The rewards of a more relaxed, aware view would include a flourishing of creativity, a combination of ideas that seem antithetical. Consider the thought of humanizing science, mythologizing about its meaning and mystery. (In future posts I will try to understand the proper place of myth in our culture.) The best science writers are already close to this mythologizing. Does such constitute an attack, a belittling, or even a refutation of the “scientific method”? Certainly not. Actually, “scientific method” itself is far from being a set of cut-and-dried formulaic rules that can be applied blindly in any situation. A beautifully clear exposition of this fact is Richard Feynman’s essay “Cargo Cult Science” in Surely You’re Joking, Mr. Feynman! “Cargo Cults” arose among the natives in certain South Pacific islands as WWII drew to a close. These people had seen giant airplanes land on the newly made runways and disgorge an incredible array of “cargo”: weapons, living quarters, food, bulldozers, and other amazing materials. Then, suddenly, it all stopped; the people left, the islands were deserted and the runways disintegrated. The people wondered, “How could the largess be restored?” And cargo cults resulted. Quoting Feynman:
“So they’ve arranged to make things like runways, to put fires along the sides of the runways, to make a wooden hut for a man to sit in, with two wooden pieces on his head like headphones and bars of bamboo sticking out like antennas – he’s the controller – and they wait for the airplanes to land.”
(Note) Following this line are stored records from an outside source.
pub struct TradingBot<A> {
    api: Arc<A>,
    config: BotConfig,
    shutdown: ShutdownToken,
    realtime: Option<RealtimeClient>,
    slot: Option<ActiveOrder>,
    last_action: Option<Instant>,
    dry_run_counter: u64,
}
//! HMAC-SHA384 request signing for Buda.com.
//!
//! Signature message: `"{METHOD} {path} {base64(body)} {nonce}"`, the
//! body segment omitted for body-less requests. Nonce is the current
//! time in microseconds.

use std::time::{SystemTime, UNIX_EPOCH};

use base64::Engine;
use base64::engine::general_purpose::STANDARD as BASE64;
use hmac::{Hmac, Mac};
use sha2::Sha384;

type HmacSha384 = Hmac<Sha384>;

/// Microsecond-timestamp nonce.
pub fn generate_nonce() -> String {
    let micros = SystemTime::now()
        .duration_since(UNIX_EPOCH)
        .unwrap_or_default()
        .as_micros();
    micros.to_string()
}

/// Hex-encoded HMAC-SHA384 signature over the canonical message.
pub fn sign_request(
    api_secret: &str,
    method: &str,
    path: &str,
    nonce: &str,
    body: Option<&str>,
) -> String {
    let message = match body {
        Some(body) => format!("{method} {path} {} {nonce}", BASE64.encode(body)),
        None => format!("{method} {path} {nonce}"),
    };
    // HMAC accepts keys of any length.
    let mut mac = HmacSha384::new_from_slice(api_secret.as_bytes())
        .expect("HMAC key of any length is valid");
    mac.update(message.as_bytes());
    hex_encode(&mac.finalize().into_bytes())
}

fn hex_encode(bytes: &[u8]) -> String {
    bytes.iter().map(|b| format!("{b:02x}")).collect()
}

#[cfg(test)]
mod tests {
    use super::*;

    const SECRET: &str = "test-secret";
    const NONCE: &str = "1700000000000000";

    #[test]
    fn test_signature_with_body_matches_reference() {
        // Reference vector produced with the documented algorithm.
        let sig = sign_request(
            SECRET,
            "POST",
            "/api/v2/markets/btc-clp/orders",
            NONCE,
            Some(r#"{"order":{"type":"Bid"}}"#),
        );
        assert_eq!(
            sig,
            "433dc427e8b30c5d936fac753ae14853e85dc1a06401cccb062808483fae7cb6b99fe39c44971cb82f7b748d6411300c"
        );
    }

    #[test]
    fn test_signature_without_body_matches_reference() {
        let sig = sign_request(SECRET, "GET", "/api/v2/balances/clp", NONCE, None);
        assert_eq!(
            sig,
            "34a394e880fe9ca08f0be80b70c4290a2e4cd9bb495601411b2b452791dfba9faf06f8acad180fafb8cd96d09687d65e"
        );
    }

    #[test]
    fn test_body_changes_signature() {
        let a = sign_request(SECRET, "POST", "/p", NONCE, Some("a"));
        let b = sign_request(SECRET, "POST", "/p", NONCE, Some("b"));
        assert_ne!(a, b);
    }

    #[test]
    fn test_nonce_is_monotonic_enough() {
        let a: u128 = generate_nonce().parse().unwrap();
        let b: u128 = generate_nonce().parse().unwrap();
        assert!(b >= a);
    }
}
They’ve recreated the form, but with a naïve theory about the relation of form to “reality”. Lest one feel a smug superiority about these natives, I should point out that this sort of mistaken understanding occurs all the time in science; not only in the pseudo-science noted by Ray Monk, nor in the soft sciences, but in the so-called hard sciences as well. Much of the time one’s ideas are just not right. Even when they are right and experimentally verified, “truth” is not established for all time, but only provisionally and subject to a future scientific revolution. This is not to denigrate science, but rather the opposite. Science is truly difficult and theories usually not obvious when first conceived. When scientific theories do finally become well-established, they really work, and they do bring the miracles and the nightmares of “progress”. Clearly, “scientism” is nonsense, but so is a lack of awareness on humanist’s part for the deep humanistic meanings which may arise from science.
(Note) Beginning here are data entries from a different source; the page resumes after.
//! Concrete Buda.com REST client.
//!
//! Retries rate limits (honoring `Retry-After`) and transport failures a
//! bounded number of times, then surfaces a classified [`ApiError`]. All
//! payloads are normalized into canonical shapes at this boundary.

use std::time::Duration;

use async_trait::async_trait;
use reqwest::{Client, Method, StatusCode};
use rust_decimal::Decimal;
use serde_json::{Value, json};
use tracing::{debug, warn};

use buda_common::{OrderSnapshot, PriceLevel, Side, decimal_from_value};

use crate::config::Credentials;

use super::{ApiError, Balance, ExchangeApi, OrderBookSnapshot, auth};

/// Default API base URL.
const DEFAULT_BASE_URL: &str = "https://www.buda.com/api/v2";

/// Per-request timeout.
const REQUEST_TIMEOUT: Duration = Duration::from_secs(30);

/// Attempts per request (rate-limit and transport retries).
const MAX_RETRIES: u32 = 3;

/// Fallback delay when the server does not provide `Retry-After`.
const RETRY_DELAY: Duration = Duration::from_secs(5);

pub struct BudaClient {
    http: Client,
    base_url: String,
    credentials: Credentials,
}

impl BudaClient {
    pub fn new(credentials: Credentials) -> Self {
        Self::with_base_url(credentials, DEFAULT_BASE_URL)
    }

    /// Override the base URL (tests, staging).
    pub fn with_base_url(credentials: Credentials, base_url: impl Into<String>) -> Self {
        // Builder failure means a broken TLS backend, not a runtime
        // condition; failing loudly beats running without the timeout.
        let http = Client::builder()
            .timeout(REQUEST_TIMEOUT)
            .build()
            .expect("HTTP client construction failed");
        Self {
            http,
            base_url: base_url.into(),
            credentials,
        }
    }

    /// Issue one API request with retry/classification.
    async fn request(
        &self,
        method: Method,
        endpoint: &str,
        body: Option<Value>,
        authenticated: bool,
    ) -> Result<Value, ApiError> {
        let url = format!("{}{endpoint}", self.base_url);
        // Signature covers the full versioned path.
        let sign_path = format!("/api/v2{endpoint}");
        let body_str = body.map(|b| b.to_string());

        for attempt in 1..=MAX_RETRIES {
            let mut req = self
                .http
                .request(method.clone(), &url)
                .header("Content-Type", "application/json");

            if authenticated {
                let nonce = auth::generate_nonce();
                let signature = auth::sign_request(
                    &self.credentials.api_secret,
                    method.as_str(),
                    &sign_path,
                    &nonce,
                    body_str.as_deref(),
                );
                req = req
                    .header("X-SBTC-APIKEY", &self.credentials.api_key)
                    .header("X-SBTC-NONCE", nonce)
                    .header("X-SBTC-SIGNATURE", signature);
            }
            if let Some(ref body) = body_str {
                req = req.body(body.clone());
            }

            let response = match req.send().await {
                Ok(response) => response,
                Err(e) if (e.is_timeout() || e.is_connect()) && attempt < MAX_RETRIES => {
                    warn!(attempt, error = %e, "transport error, retrying");
                    tokio::time::sleep(RETRY_DELAY).await;
                    continue;
                }
                Err(e) => return Err(ApiError::Transport(e.to_string())),
            };

            let status = response.status();

            if status == StatusCode::TOO_MANY_REQUESTS {
                if attempt < MAX_RETRIES {
                    let retry_after = response
                        .headers()
                        .get("Retry-After")
                        .and_then(|v| v.to_str().ok())
                        .and_then(|v| v.parse::<u64>().ok())
                        .map(Duration::from_secs)
                        .unwrap_or(RETRY_DELAY);
                    warn!(attempt, ?retry_after, "rate limited, backing off");
                    tokio::time::sleep(retry_after).await;
                    continue;
                }
                return Err(ApiError::RateLimited);
            }

            if status == StatusCode::UNAUTHORIZED {
                return Err(ApiError::Auth);
            }

            let text = response
                .text()
                .await
                .map_err(|e| ApiError::Transport(e.to_string()))?;

            if status.is_client_error() || status.is_server_error() {
                return Err(classify_error(status, &text));
            }

            if text.is_empty() {
                return Ok(Value::Null);
            }
            return serde_json::from_str(&text)
                .map_err(|e| ApiError::Api(format!("malformed response: {e}")));
        }

        Err(ApiError::Transport("max retries exceeded".to_string()))
    }
}

/// Map an error response body to the error taxonomy.
fn classify_error(status: StatusCode, body: &str) -> ApiError {
    let message = serde_json::from_str::<Value>(body)
        .ok()
        .and_then(|v| v.get("message").and_then(Value::as_str).map(String::from))
        .unwrap_or_else(|| {
            if body.is_empty() {
                format!("HTTP {status}")
            } else {
                body.to_string()
            }
        });

    let lowered = message.to_lowercase();
    if lowered.contains("insufficient") || lowered.contains("balance") {
        ApiError::InsufficientBalance(message)
    } else {
        ApiError::Api(message)
    }
}

/// Unwrap a `{"key": {...}}` envelope, tolerating its absence.
fn unwrap_envelope<'a>(value: &'a Value, key: &str) -> &'a Value {
    value.get(key).unwrap_or(value)
}

fn parse_order(value: &Value) -> Result<OrderSnapshot, ApiError> {
    OrderSnapshot::from_value(unwrap_envelope(value, "order"))
        .ok_or_else(|| ApiError::Api("order payload without id".to_string()))
}

fn parse_side(value: &Value) -> Vec<PriceLevel> {
    value
        .as_array()
        .map(|entries| entries.iter().filter_map(PriceLevel::from_value).collect())
        .unwrap_or_default()
}

#[async_trait]
impl ExchangeApi for BudaClient {
    async fn get_balance(&self, currency: &str) -> Result<Balance, ApiError> {
        let endpoint = format!("/balances/{}", currency.to_lowercase());
        let response = self.request(Method::GET, &endpoint, None, true).await?;
        let balance = unwrap_envelope(&response, "balance");
        Ok(Balance {
            currency: currency.to_lowercase(),
            available: balance
                .get("available_amount")
                .and_then(decimal_from_value)
                .unwrap_or(Decimal::ZERO),
            frozen: balance
                .get("frozen_amount")
                .and_then(decimal_from_value)
                .unwrap_or(Decimal::ZERO),
        })
    }

    async fn get_order_book(&self, market_id: &str) -> Result<OrderBookSnapshot, ApiError> {
        let endpoint = format!("/markets/{}/order_book", market_id.to_lowercase());
        let response = self.request(Method::GET, &endpoint, None, false).await?;
        let book = unwrap_envelope(&response, "order_book");
        let snapshot = OrderBookSnapshot {
            bids: book.get("bids").map(parse_side).unwrap_or_default(),
            asks: book.get("asks").map(parse_side).unwrap_or_default(),
        };
        debug!(
            market = market_id,
            bids = snapshot.bids.len(),
            asks = snapshot.asks.len(),
            "fetched order book"
        );
        Ok(snapshot)
    }

    async fn create_limit_order(
        &self,
        market_id: &str,
        side: Side,
        amount: Decimal,
        limit_price: Decimal,
    ) -> Result<OrderSnapshot, ApiError> {
        let endpoint = format!("/markets/{}/orders", market_id.to_lowercase());
        let body = json!({
            "order": {
                "type": side.api_order_type(),
                "price_type": "limit",
                "amount": amount.to_string(),
                "limit": limit_price.to_string(),
            }
        });
        let response = self.request(Method::POST, &endpoint, Some(body), true).await?;
        parse_order(&response)
    }

    async fn cancel_order(&self, order_id: &str) -> Result<OrderSnapshot, ApiError> {
        let endpoint = format!("/orders/{order_id}");
        let body = json!({ "state": "canceling" });
        let response = self.request(Method::PUT, &endpoint, Some(body), true).await?;
        parse_order(&response)
    }

    async fn get_order(&self, order_id: &str) -> Result<OrderSnapshot, ApiError> {
        let endpoint = format!("/orders/{order_id}");
        let response = self.request(Method::GET, &endpoint, None, true).await?;
        parse_order(&response)
    }

    async fn get_session_key(&self) -> Result<Option<String>, ApiError> {
        let response = self.request(Method::GET, "/me", None, true).await?;
        let user = unwrap_envelope(&response, "user");
        Ok(user
            .get("pubsub_key")
            .and_then(Value::as_str)
            .map(String::from))
    }

    async fn get_ticker(&self, market_id: &str) -> Result<Decimal, ApiError> {
        let endpoint = format!("/markets/{}/ticker", market_id.to_lowercase());
        let response = self.request(Method::GET, &endpoint, None, false).await?;
        let ticker = unwrap_envelope(&response, "ticker");
        ticker
            .get("last_price")
            .and_then(decimal_from_value)
            .ok_or_else(|| ApiError::Api("ticker without last_price".to_string()))
    }
}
The Buddhist idea that is useful here is that of relaxing one’s grip on all kinds of belief, not simply credulous belief, but skeptical belief as well. One takes in the whole panoply, miracle and craziness of modern life with clear-headedness, joy and awareness, reveling in its diversity, taking action against what seems like mistaken ideas, but without “attachment” to any of it. If one cares to go further on a Buddhist path seeking the “great peace” in the “emptiness” beyond words and beyond the panoply, one should do so in a relaxed manner, with a loosened grip and without attachment or expectations.